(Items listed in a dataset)
========
use cast::i128;
use soroban_sdk::{panic_with_error, Env, I256};

use crate::{
    constants::{
        HALF_PERCENT, HALF_RAY, HALF_WAD, PERCENTAGE_FACTOR, RAY, SECONDS_PER_YEAR, WAD,
        WAD_RAY_RATIO,
    },
    errors::PoolError,
};

/// Unwrap a checked arithmetic result, or panic with an overflow error
pub fn require_some(e: &Env, value: Option<i128>) -> i128 {
    value.unwrap_or_else(|| panic_with_error!(e, PoolError::ArithmeticOverflow))
}

/// Compute `(a * b + rounding) / denominator` with a 256 bit intermediate
///
/// ### Panics
/// If the denominator is zero or the result does not fit in an i128
fn mul_div(e: &Env, a: i128, b: i128, rounding: i128, denominator: i128) -> i128 {
    if denominator == 0 {
        panic_with_error!(e, PoolError::DivisionByZero);
    }
    let result = I256::from_i128(e, a)
        .mul(&I256::from_i128(e, b))
        .add(&I256::from_i128(e, rounding))
        .div(&I256::from_i128(e, denominator));
    require_some(e, result.to_i128())
}

/********** Ray **********/

/// Multiply two ray numbers, rounding half up
pub fn ray_mul(e: &Env, a: i128, b: i128) -> i128 {
    if a == 0 || b == 0 {
        return 0;
    }
    mul_div(e, a, b, HALF_RAY, RAY)
}

/// Divide two ray numbers, rounding half up
///
/// ### Panics
/// If `b` is zero
pub fn ray_div(e: &Env, a: i128, b: i128) -> i128 {
    mul_div(e, a, RAY, b / 2, b)
}

/// Convert a ray number to a wad number, rounding half up
pub fn ray_to_wad(e: &Env, a: i128) -> i128 {
    require_some(e, a.checked_add(WAD_RAY_RATIO / 2)) / WAD_RAY_RATIO
}

/// Convert a wad number to a ray number
pub fn wad_to_ray(e: &Env, a: i128) -> i128 {
    require_some(e, a.checked_mul(WAD_RAY_RATIO))
}

/********** Wad **********/

/// Multiply two wad numbers, rounding half up
pub fn wad_mul(e: &Env, a: i128, b: i128) -> i128 {
    if a == 0 || b == 0 {
        return 0;
    }
    mul_div(e, a, b, HALF_WAD, WAD)
}

/// Divide two wad numbers, rounding half up
///
/// ### Panics
/// If `b` is zero
pub fn wad_div(e: &Env, a: i128, b: i128) -> i128 {
    mul_div(e, a, WAD, b / 2, b)
}

/********** Percentage **********/

/// Apply a percentage (10000 = 100.00%) to a value, rounding half up
pub fn percent_mul(e: &Env, value: i128, percentage: i128) -> i128 {
    if value == 0 || percentage == 0 {
        return 0;
    }
    mul_div(e, value, percentage, HALF_PERCENT, PERCENTAGE_FACTOR)
}

/// Divide a value by a percentage (10000 = 100.00%), rounding half up
///
/// ### Panics
/// If `percentage` is zero
pub fn percent_div(e: &Env, value: i128, percentage: i128) -> i128 {
    mul_div(e, value, PERCENTAGE_FACTOR, percentage / 2, percentage)
}

/********** Interest **********/

fn seconds_since(e: &Env, last_time: u64) -> i128 {
    i128(e.ledger().timestamp().saturating_sub(last_time))
}

/// Calculate the growth factor of a linearly accruing rate since `last_time`
///
/// ### Arguments
/// * `rate` - The annual rate expressed as a ray
/// * `last_time` - The timestamp interest was last accrued
///
/// ### Returns
/// The growth factor expressed as a ray, exactly one ray if no time passed
pub fn linear_interest(e: &Env, rate: i128, last_time: u64) -> i128 {
    let delta = seconds_since(e, last_time);
    let accrued = mul_div(e, rate, delta, 0, SECONDS_PER_YEAR);
    require_some(e, RAY.checked_add(accrued))
}

/// Calculate the growth factor of a rate compounded every second since `last_time`
///
/// Uses the first three terms of the binomial expansion of `(1 + rate / year)^seconds`,
/// which slightly underestimates the exact value for the benefit of borrowers.
///
/// ### Arguments
/// * `rate` - The annual rate expressed as a ray
/// * `last_time` - The timestamp interest was last accrued
///
/// ### Returns
/// The growth factor expressed as a ray, exactly one ray if no time passed
pub fn compounded_interest(e: &Env, rate: i128, last_time: u64) -> i128 {
    let exp = seconds_since(e, last_time);
    if exp == 0 {
        return RAY;
    }
    let exp_minus_one = exp - 1;
    let exp_minus_two = if exp > 2 { exp - 2 } else { 0 };

    let rate_per_second = rate / SECONDS_PER_YEAR;
    let base_power_two = ray_mul(e, rate_per_second, rate_per_second);
    let base_power_three = ray_mul(e, base_power_two, rate_per_second);

    let second_term = require_some(
        e,
        exp.checked_mul(exp_minus_one)
            .and_then(|v| v.checked_mul(base_power_two)),
    ) / 2;
    let third_term = require_some(
        e,
        exp.checked_mul(exp_minus_one)
            .and_then(|v| v.checked_mul(exp_minus_two))
            .and_then(|v| v.checked_mul(base_power_three)),
    ) / 6;

    require_some(
        e,
        rate_per_second
            .checked_mul(exp)
            .and_then(|v| v.checked_add(RAY))
            .and_then(|v| v.checked_add(second_term))
            .and_then(|v| v.checked_add(third_term)),
    )
}

#[cfg(test)]
mod tests {
    use super::*;
    use soroban_sdk::testutils::{Ledger, LedgerInfo};

    fn set_time(e: &Env, timestamp: u64) {
        e.ledger().set(LedgerInfo {
            timestamp,
            protocol_version: 20,
            sequence_number: 1234,
            network_id: Default::default(),
            base_reserve: 10,
            min_temp_entry_ttl: 10,
            min_persistent_entry_ttl: 10,
            max_entry_ttl: 2000000,
        });
    }

    #[test]
    fn test_ray_mul_rounds_half_up() {
        let e = Env::default();
        assert_eq!(ray_mul(&e, 1, HALF_RAY), 1);
        assert_eq!(ray_mul(&e, 1, HALF_RAY - 1), 0);
        assert_eq!(ray_mul(&e, 3 * RAY, 2 * RAY), 6 * RAY);
        assert_eq!(ray_mul(&e, 0, i128::MAX), 0);
    }

    #[test]
    fn test_ray_div_rounds_half_up() {
        let e = Env::default();
        // 1.5 -> 2
        assert_eq!(ray_div(&e, 3, 2 * RAY), 2);
        // 1.25 -> 1
        assert_eq!(ray_div(&e, 5, 4 * RAY), 1);
        assert_eq!(ray_div(&e, RAY, 4 * RAY), RAY / 4);
    }

    #[test]
    fn test_wad_ops() {
        let e = Env::default();
        assert_eq!(wad_mul(&e, 2 * WAD, 3 * WAD), 6 * WAD);
        assert_eq!(wad_div(&e, 650, 500), 1_300_000_000_000_000_000);
        assert_eq!(ray_to_wad(&e, RAY + WAD_RAY_RATIO / 2), WAD + 1);
        assert_eq!(wad_to_ray(&e, WAD), RAY);
    }

    #[test]
    fn test_percentage_ops() {
        let e = Env::default();
        // 5000.5 -> 5001
        assert_eq!(percent_mul(&e, 10001, 5000), 5001);
        assert_eq!(percent_mul(&e, 1000_0000000, 6500), 650_0000000);
        assert_eq!(percent_mul(&e, 0, 6500), 0);
        // 3.33 -> 3
        assert_eq!(percent_div(&e, 2, 6000), 3);
        assert_eq!(percent_div(&e, 1000, 3), 3333333);
        assert_eq!(percent_div(&e, 500_0000000, 6000), 833_3333333);
    }

    #[test]
    #[should_panic(expected = "Error(Contract, #12)")]
    fn test_ray_mul_overflow() {
        let e = Env::default();
        ray_mul(&e, i128::MAX / 2, 4 * RAY);
    }

    #[test]
    #[should_panic(expected = "Error(Contract, #1270)")]
    fn test_percent_div_by_zero() {
        let e = Env::default();
        percent_div(&e, 100, 0);
    }

    #[test]
    fn test_interest_zero_elapsed_is_one() {
        let e = Env::default();
        set_time(&e, 1000);
        assert_eq!(linear_interest(&e, RAY / 10, 1000), RAY);
        assert_eq!(compounded_interest(&e, RAY / 10, 1000), RAY);
    }

    #[test]
    fn test_linear_interest_one_year() {
        let e = Env::default();
        set_time(&e, 31536000);
        assert_eq!(linear_interest(&e, RAY / 10, 0), RAY + RAY / 10);
        // half a year
        assert_eq!(
            linear_interest(&e, RAY / 10, 31536000 / 2),
            RAY + RAY / 20
        );
    }

    #[test]
    fn test_compounded_interest_one_year() {
        let e = Env::default();
        set_time(&e, 31536000);
        let linear = linear_interest(&e, RAY / 10, 0);
        let compounded = compounded_interest(&e, RAY / 10, 0);
        // e^0.1 ~= 1.10517
        assert!(compounded > linear);
        assert!(compounded > 1_105_160_000_000_000_000_000_000_000);
        assert!(compounded < 1_105_170_000_000_000_000_000_000_000);
    }
}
========
## TASK REQUIREMENTS
Please make an exact copy of the lines above from the line with "panic_with_error!(e, PoolError::DivisionByZero);" through the line with "to a ray number", both ends included.

## RESPONSE AREA
        panic_with_error!(e, PoolError::DivisionByZero);
    }
    let result = I256::from_i128(e, a)
        .mul(&I256::from_i128(e, b))
        .add(&I256::from_i128(e, rounding))
        .div(&I256::from_i128(e, denominator));
    require_some(e, result.to_i128())
}

/********** Ray **********/

/// Multiply two ray numbers, rounding half up
pub fn ray_mul(e: &Env, a: i128, b: i128) -> i128 {
    if a == 0 || b == 0 {
        return 0;
    }
    mul_div(e, a, b, HALF_RAY, RAY)
}

/// Divide two ray numbers, rounding half up
///
/// ### Panics
/// If `b` is zero
pub fn ray_div(e: &Env, a: i128, b: i128) -> i128 {
    mul_div(e, a, RAY, b / 2, b)
}

/// Convert a ray number to a wad number, rounding half up
pub fn ray_to_wad(e: &Env, a: i128) -> i128 {
    require_some(e, a.checked_add(WAD_RAY_RATIO / 2)) / WAD_RAY_RATIO
}

/// Convert a wad number to a ray number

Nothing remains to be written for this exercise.